By my own set parameters the 2004 film, The Alamo, should be a Guilty Pleasure of the highest order. Its reviews were negative, and it is considered one of the biggest box-office bombs of all time. But I have always felt it is an excellent film that offers a fair, informative account of what occurred at the famous battle in San Antonio, Texas over 180 years ago.
KING OF THE WILD FRONTIER
Like many Baby Boomers I first learned about the Alamo in the 1950s courtesy of Walt Disney and Fess Parker. The adventures of Davy Crockett (the real Crockett preferred “David”) captivated us kids, and we were sad to see that he died fighting at the Alamo. But the brief series was so popular that Disney produced a number of prequels to keep us happy. And yes, I did have the coonskin cap, though wearing it in the mean streets of The Bronx, where I grew up, it often got mistaken for a very large rat. 😊
John Wayne produced, directed, and starred in a popular version of The Alamo in 1960. He played Davy Crockett in what many considered a “historically inaccurate” version of the story. (Frankie Avalon even had a role in the film for the teeny boppers in the audience.) The historical consultants that worked on the film ultimately requested that their names not be associated with it. I enjoyed this action-filled version—especially the awesome soundtrack—but in later viewings I was turned off by scenes with Wayne and his blatant flag waving.
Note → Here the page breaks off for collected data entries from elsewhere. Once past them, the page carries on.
//! Cache Controller Module
//!
//! Get-or-fetch façade for a single cache key: read the store, otherwise run
//! the producer through the retrying fetcher and write the result through.

use std::future::Future;
use std::sync::Arc;

use tokio::sync::watch;
use tracing::{debug, info, warn};

use crate::cache::{
    fetch_with_retry, AccessTracker, Arbitrary, Clock, PersistentStore, RetryPolicy, SystemClock,
};

/// Default time to live of a controller's entries: one hour.
pub const DEFAULT_TTL_MS: u64 = 3_600_000;

// == Controller Config ==
#[derive(Debug, Clone, PartialEq)]
pub struct ControllerConfig {
    /// TTL of every entry this controller writes
    pub ttl_ms: u64,
    /// When false, `read` returns `initial_value` and touches nothing
    pub enabled: bool,
    /// Value reported before the first successful read and while disabled
    pub initial_value: Arbitrary,
    /// Retry policy wrapped around the producer
    pub retry: RetryPolicy,
}

impl Default for ControllerConfig {
    fn default() -> Self {
        Self {
            ttl_ms: DEFAULT_TTL_MS,
            enabled: true,
            initial_value: Arbitrary::Null,
            retry: RetryPolicy::default(),
        }
    }
}

// == Controller State ==
/// What a subscriber sees: the latest value, whether a fetch is in flight,
/// and the error of the last failed fetch.
#[derive(Debug, Clone, PartialEq)]
pub struct ControllerState {
    pub data: Arbitrary,
    pub loading: bool,
    pub error: Option<String>,
}

// == Cache Controller ==
/// One controller per cache key.
///
/// Producer errors are handed back exactly as the producer returned them.
/// Store errors are never retried.
pub struct CacheController<S, P> {
    key: String,
    store: Arc<S>,
    producer: P,
    config: ControllerConfig,
    clock: Arc<dyn Clock>,
    tracker: Option<Arc<AccessTracker>>,
    state: watch::Sender<ControllerState>,
}

impl<S, P, Fut> CacheController<S, P>
where
    S: PersistentStore,
    P: Fn() -> Fut,
    Fut: Future<Output = anyhow::Result<Arbitrary>>,
{
    // == Constructor ==
    /// Creates a controller for `key`. Nothing is read until `read` is called.
    pub fn new(
        key: impl Into<String>,
        store: Arc<S>,
        producer: P,
        config: ControllerConfig,
    ) -> Self {
        let (state, _) = watch::channel(ControllerState {
            data: config.initial_value.clone(),
            loading: false,
            error: None,
        });

        Self {
            key: key.into(),
            store,
            producer,
            config,
            clock: Arc::new(SystemClock),
            tracker: None,
            state,
        }
    }

    /// Uses `clock` for access timestamps instead of the wall clock.
    pub fn with_clock(mut self, clock: Arc<dyn Clock>) -> Self {
        self.clock = clock;
        self
    }

    /// Records every read and write of the key into `tracker`.
    pub fn with_access_tracker(mut self, tracker: Arc<AccessTracker>) -> Self {
        self.tracker = Some(tracker);
        self
    }

    pub fn key(&self) -> &str {
        &self.key
    }

    pub fn config(&self) -> &ControllerConfig {
        &self.config
    }

    /// Latest published state.
    pub fn state(&self) -> ControllerState {
        self.state.borrow().clone()
    }

    /// Receiver notified on every state change.
    pub fn subscribe(&self) -> watch::Receiver<ControllerState> {
        self.state.subscribe()
    }

    // == Read ==
    /// Returns the cached value if live, otherwise fetches and writes through.
    ///
    /// A failed fetch leaves any previous entry and the published data alone.
    pub async fn read(&self) -> anyhow::Result<Arbitrary> {
        if !self.config.enabled {
            return Ok(self.config.initial_value.clone());
        }

        if let Some(entry) = self.store.get(&self.key)? {
            debug!(key = %self.key, "Cache hit");
            self.record_access();
            self.publish_data(entry.value.clone());
            return Ok(entry.value);
        }

        debug!(key = %self.key, "Cache miss");
        self.fetch_and_store().await
    }

    // == Invalidate And Refetch ==
    /// Skips the store lookup and always calls the producer.
    pub async fn invalidate_and_refetch(&self) -> anyhow::Result<Arbitrary> {
        if !self.config.enabled {
            return Ok(self.config.initial_value.clone());
        }

        info!(key = %self.key, "Invalidating and refetching");
        self.fetch_and_store().await
    }

    // == Re-invocation ==
    /// Points the controller at another key and reads it once.
    ///
    /// Returns `None` when the key did not change.
    pub async fn set_key(&mut self, key: impl Into<String>) -> Option<anyhow::Result<Arbitrary>> {
        let key = key.into();
        if key == self.key {
            return None;
        }
        self.key = key;
        Some(self.read().await)
    }

    /// Turns the controller on or off and reads once.
    ///
    /// Returns `None` when the flag did not change.
    pub async fn set_enabled(&mut self, enabled: bool) -> Option<anyhow::Result<Arbitrary>> {
        if enabled == self.config.enabled {
            return None;
        }
        self.config.enabled = enabled;
        Some(self.read().await)
    }

    async fn fetch_and_store(&self) -> anyhow::Result<Arbitrary> {
        self.state.send_modify(|state| state.loading = true);

        match fetch_with_retry(|| (self.producer)(), self.config.retry).await {
            Ok(value) => {
                if let Err(err) = self.store.set(&self.key, value.clone(), self.config.ttl_ms) {
                    self.publish_error(err.to_string());
                    return Err(err.into());
                }
                info!(
                    key = %self.key,
                    ttl_ms = self.config.ttl_ms,
                    "Fetched value written through"
                );
                self.record_access();
                self.publish_data(value.clone());
                Ok(value)
            }
            Err(err) => {
                warn!(key = %self.key, error = %err, "Fetch failed, keeping previous value");
                self.publish_error(err.to_string());
                Err(err)
            }
        }
    }

    fn record_access(&self) {
        if let Some(tracker) = &self.tracker {
            tracker.record_access(&self.key, self.clock.now_ms());
        }
    }

    fn publish_data(&self, data: Arbitrary) {
        self.state.send_modify(|state| {
            state.data = data;
            state.loading = false;
            state.error = None;
        });
    }

    fn publish_error(&self, error: String) {
        self.state.send_modify(|state| {
            state.loading = false;
            state.error = Some(error);
        });
    }
}

// == Unit Tests ==
#[cfg(test)]
mod tests {
    use super::*;
    use crate::cache::{CacheEntry, ManualClock, MemoryStore};
    use crate::error::{CacheError, Result};
    use std::sync::atomic::{AtomicU32, Ordering};

    #[derive(Debug, thiserror::Error)]
    #[error("rpc node unreachable")]
    struct RpcDown;

    fn fast_config() -> ControllerConfig {
        ControllerConfig {
            retry: RetryPolicy::new(2, 1),
            ..ControllerConfig::default()
        }
    }

    fn constant_producer(
        calls: Arc<AtomicU32>,
        value: f64,
    ) -> impl Fn() -> std::future::Ready<anyhow::Result<Arbitrary>> {
        move || {
            calls.fetch_add(1, Ordering::SeqCst);
            std::future::ready(Ok(Arbitrary::from(value)))
        }
    }

    fn failing_producer(
        calls: Arc<AtomicU32>,
    ) -> impl Fn() -> std::future::Ready<anyhow::Result<Arbitrary>> {
        move || {
            calls.fetch_add(1, Ordering::SeqCst);
            std::future::ready(Err(anyhow::Error::new(RpcDown)))
        }
    }

    fn manual_store(start: u64) -> (Arc<MemoryStore>, ManualClock) {
        let clock = ManualClock::new(start);
        (Arc::new(MemoryStore::new(Arc::new(clock.clone()))), clock)
    }

    #[tokio::test]
    async fn test_price_scenario() {
        let (store, clock) = manual_store(0);
        let calls = Arc::new(AtomicU32::new(0));
        let config = ControllerConfig {
            ttl_ms: 60_000,
            ..fast_config()
        };
        let controller = CacheController::new(
            "price-BTC",
            store.clone(),
            constant_producer(calls.clone(), 42.5),
            config,
        );

        assert_eq!(controller.read().await.unwrap(), Arbitrary::from(42.5));
        assert_eq!(calls.load(Ordering::SeqCst), 1);
        assert_eq!(store.get("price-BTC").unwrap().unwrap().expires_at, 60_000);

        clock.set(30_000);
        assert_eq!(controller.read().await.unwrap(), Arbitrary::from(42.5));
        assert_eq!(calls.load(Ordering::SeqCst), 1);

        clock.set(70_000);
        assert_eq!(controller.read().await.unwrap(), Arbitrary::from(42.5));
        assert_eq!(calls.load(Ordering::SeqCst), 2);
    }

    #[tokio::test]
    async fn test_failure_surfaces_after_retries() {
        let (store, _) = manual_store(0);
        let calls = Arc::new(AtomicU32::new(0));
        let controller =
            CacheController::new("k", store, failing_producer(calls.clone()), fast_config());

        let err = controller.read().await.unwrap_err();
        assert!(err.downcast_ref::<RpcDown>().is_some());
        assert_eq!(calls.load(Ordering::SeqCst), 3);

        let state = controller.state();
        assert_eq!(state.error.as_deref(), Some("rpc node unreachable"));
        assert!(!state.loading);
    }

    #[tokio::test]
    async fn test_failed_refetch_keeps_previous_value() {
        let (store, _) = manual_store(0);
        let should_fail = Arc::new(std::sync::atomic::AtomicBool::new(false));
        let flag = should_fail.clone();
        let producer = move || {
            let fail = flag.load(Ordering::SeqCst);
            async move {
                if fail {
                    Err(anyhow::Error::new(RpcDown))
                } else {
                    Ok(Arbitrary::from("fresh"))
                }
            }
        };
        let controller = CacheController::new("k", store.clone(), producer, fast_config());

        controller.read().await.unwrap();
        should_fail.store(true, Ordering::SeqCst);
        assert!(controller.invalidate_and_refetch().await.is_err());

        assert_eq!(store.get("k").unwrap().unwrap().value, Arbitrary::from("fresh"));
        assert_eq!(controller.state().data, Arbitrary::from("fresh"));
    }

    #[tokio::test]
    async fn test_disabled_returns_initial_value_without_io() {
        let (store, _) = manual_store(0);
        let calls = Arc::new(AtomicU32::new(0));
        let config = ControllerConfig {
            enabled: false,
            initial_value: Arbitrary::from("placeholder"),
            ..fast_config()
        };
        let controller = CacheController::new(
            "k",
            store.clone(),
            constant_producer(calls.clone(), 1.0),
            config,
        );

        assert_eq!(controller.read().await.unwrap(), Arbitrary::from("placeholder"));
        assert_eq!(
            controller.invalidate_and_refetch().await.unwrap(),
            Arbitrary::from("placeholder")
        );
        assert_eq!(calls.load(Ordering::SeqCst), 0);
        assert!(store.is_empty());
        assert_eq!(store.stats().misses, 0);
    }

    #[tokio::test]
    async fn test_invalidate_is_idempotent() {
        let (store, _) = manual_store(0);
        let calls = Arc::new(AtomicU32::new(0));
        let controller = CacheController::new(
            "k",
            store.clone(),
            constant_producer(calls.clone(), 7.0),
            fast_config(),
        );

        controller.invalidate_and_refetch().await.unwrap();
        let once = store.get("k").unwrap().unwrap().value;
        controller.invalidate_and_refetch().await.unwrap();
        let twice = store.get("k").unwrap().unwrap().value;

        assert_eq!(once, twice);
        assert_eq!(calls.load(Ordering::SeqCst), 2);
    }

    #[tokio::test]
    async fn test_set_key_and_enabled_trigger_one_read() {
        let (store, _) = manual_store(0);
        let calls = Arc::new(AtomicU32::new(0));
        let config = ControllerConfig {
            enabled: false,
            ..fast_config()
        };
        let mut controller = CacheController::new(
            "a",
            store.clone(),
            constant_producer(calls.clone(), 1.0),
            config,
        );

        assert!(controller.set_enabled(false).await.is_none());
        assert!(controller.set_enabled(true).await.unwrap().is_ok());
        assert_eq!(calls.load(Ordering::SeqCst), 1);

        assert!(controller.set_key("a").await.is_none());
        assert!(controller.set_key("b").await.unwrap().is_ok());
        assert_eq!(calls.load(Ordering::SeqCst), 2);
        assert_eq!(controller.key(), "b");
        assert!(store.get("b").unwrap().is_some());
    }

    #[tokio::test]
    async fn test_subscribers_see_new_data() {
        let (store, _) = manual_store(0);
        let calls = Arc::new(AtomicU32::new(0));
        let controller =
            CacheController::new("k", store, constant_producer(calls, 3.0), fast_config());
        let mut rx = controller.subscribe();

        assert_eq!(rx.borrow_and_update().data, Arbitrary::Null);
        controller.read().await.unwrap();

        assert!(rx.has_changed().unwrap());
        let state = rx.borrow_and_update().clone();
        assert_eq!(state.data, Arbitrary::from(3.0));
        assert!(!state.loading);
        assert!(state.error.is_none());
    }

    #[tokio::test]
    async fn test_access_tracker_records_reads_and_writes() {
        let (store, clock) = manual_store(0);
        let tracker = Arc::new(AccessTracker::new());
        let calls = Arc::new(AtomicU32::new(0));
        let controller =
            CacheController::new("k", store, constant_producer(calls, 1.0), fast_config())
                .with_clock(Arc::new(clock.clone()))
                .with_access_tracker(tracker.clone());

        controller.read().await.unwrap();
        clock.set(500);
        controller.read().await.unwrap();

        let pattern = tracker.get("k").unwrap();
        assert_eq!(pattern.access_count, 2);
        assert_eq!(pattern.last_access_at, 500);
    }

    #[derive(Debug)]
    struct CorruptStore;

    impl PersistentStore for CorruptStore {
        fn get(&self, _key: &str) -> Result<Option<CacheEntry>> {
            Err(CacheError::Deserialization("bad bytes".to_string()))
        }
        fn set(&self, _key: &str, _value: Arbitrary, _ttl_millis: u64) -> Result<()> {
            Ok(())
        }
        fn delete(&self, _key: &str) -> Result<bool> {
            Ok(false)
        }
        fn entries(&self) -> Result<Vec<CacheEntry>> {
            Ok(Vec::new())
        }
        fn purge_expired(&self) -> Result<usize> {
            Ok(0)
        }
    }

    #[tokio::test]
    async fn test_store_errors_are_not_retried() {
        let calls = Arc::new(AtomicU32::new(0));
        let controller = CacheController::new(
            "k",
            Arc::new(CorruptStore),
            constant_producer(calls.clone(), 1.0),
            fast_config(),
        );

        let err = controller.read().await.unwrap_err();
        assert!(matches!(
            err.downcast_ref::<CacheError>(),
            Some(CacheError::Deserialization(_))
        ));
        assert_eq!(calls.load(Ordering::SeqCst), 0);
    }
}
Circumstance had me visiting San Antonio in 2003. I spent a good deal of time at the Alamo, of course—now lost amid the many downtown high-rises—and I saw an informative Imax documentary about the famous mission at a nearby theater. The buzz around the city at the time was that a new, grandiose version of the story was currently being shot at a ranch outside Austin, about eighty miles away. (The recreation of the Alamo mission, and the town of San Antonio de Bexar as it appeared in the 1830s, comprised one of the largest movie sets ever.) Ron Howard was producing the film, and he had a great reputation for backing winners. The cast included Dennis Quaid (Sam Houston) , Billy Bob Thornton (David Crockett), Patrick Wilson (William Travis), and Jason Patric (Jim Bowie), among others, so what could possibly go wrong? But sadly, it did.
If you put ten film critics in a room, you’ll get twelve different opinions. Some enjoyed the battle scenes but found all of the historical detail ponderous. Others liked the historical aspect but thought the battle scenes were over the top. To me, it was the perfect balance, and I learned a great deal more about the political ramifications of the battle—from both sides. We are flies on the wall at a number of staff meetings led by General Antonio López de Santa Anna, the “Napoleon of the West.” Right or wrong, the Mexican dictator did have a point of view.
“I’M GOING TO TEXAS!”
No synopsis here, but I will present the structure of the story. It opens after the battle, with the camera panning across countless bodies from both sides sprawled on the ground. Flash back a year earlier, where Sam Houston comes to Washington, DC to recruit potential settlers for Texas after the recent defeat of the Mexican army at San Antonio de Bexar. His main target is David Crockett, who is about to lose his seat in Congress. Later, Crockett will arrive at the Alamo with about thirty men from Tennessee, where he announces, “I told them folks (politicians) you all can go to hell, I’m going to Texas!” Ultimately, about 180 men will take refuge in the Alamo mission to do battle with thousands of Mexican troops, led by Santa Anna himself.
After the thirteen-day siege of the mission, and the battle itself, we see the Mexican army trying to hunt down Sam Houston and his forces. With the cry of “Remember the Alamo!” Houston defeats Santa Anna in one of the shortest battles ever (the Battle of San Jacinto). Santa Anna, in exchange for his life, cedes all of Texas to Sam Houston.
The acting in this version of The Alamo is top-notch all around, but my personal favorite is Billy Bob Thornton’s portrayal of David Crockett. He is the calming force for the men at the Alamo, given the tension of the long siege. He also buffers the bickering commanders of the fort, Colonel Travis (commissioned soldiers) and Jim Bowie (volunteers). In my arguably favorite scene, as the Mexican band plays a military march at night to deprive the men of sleep, Crockett takes his fiddle to the top of the fort and accompanies them. His tune is so soothing that the band finally stops; the whole area falls silent, and Crockett says, “It’s amazing what a little harmony can do.”
According to the historical record of one of the Mexican officers, Crockett survived the battle and was brought before Santa Anna. Thornton plays the scene well, first saying, “I thought he’d be taller,” then offering to lead the Mexicans to Sam Houston, so Santa Anna can surrender. His defiance lasts right up until they execute him.
In any case, I will say again that I don’t understand why the 2004 version of The Alamo was so reviled. I will be watching it many more times before the Mother Ship arrives, and I won’t feel guilty about it at all.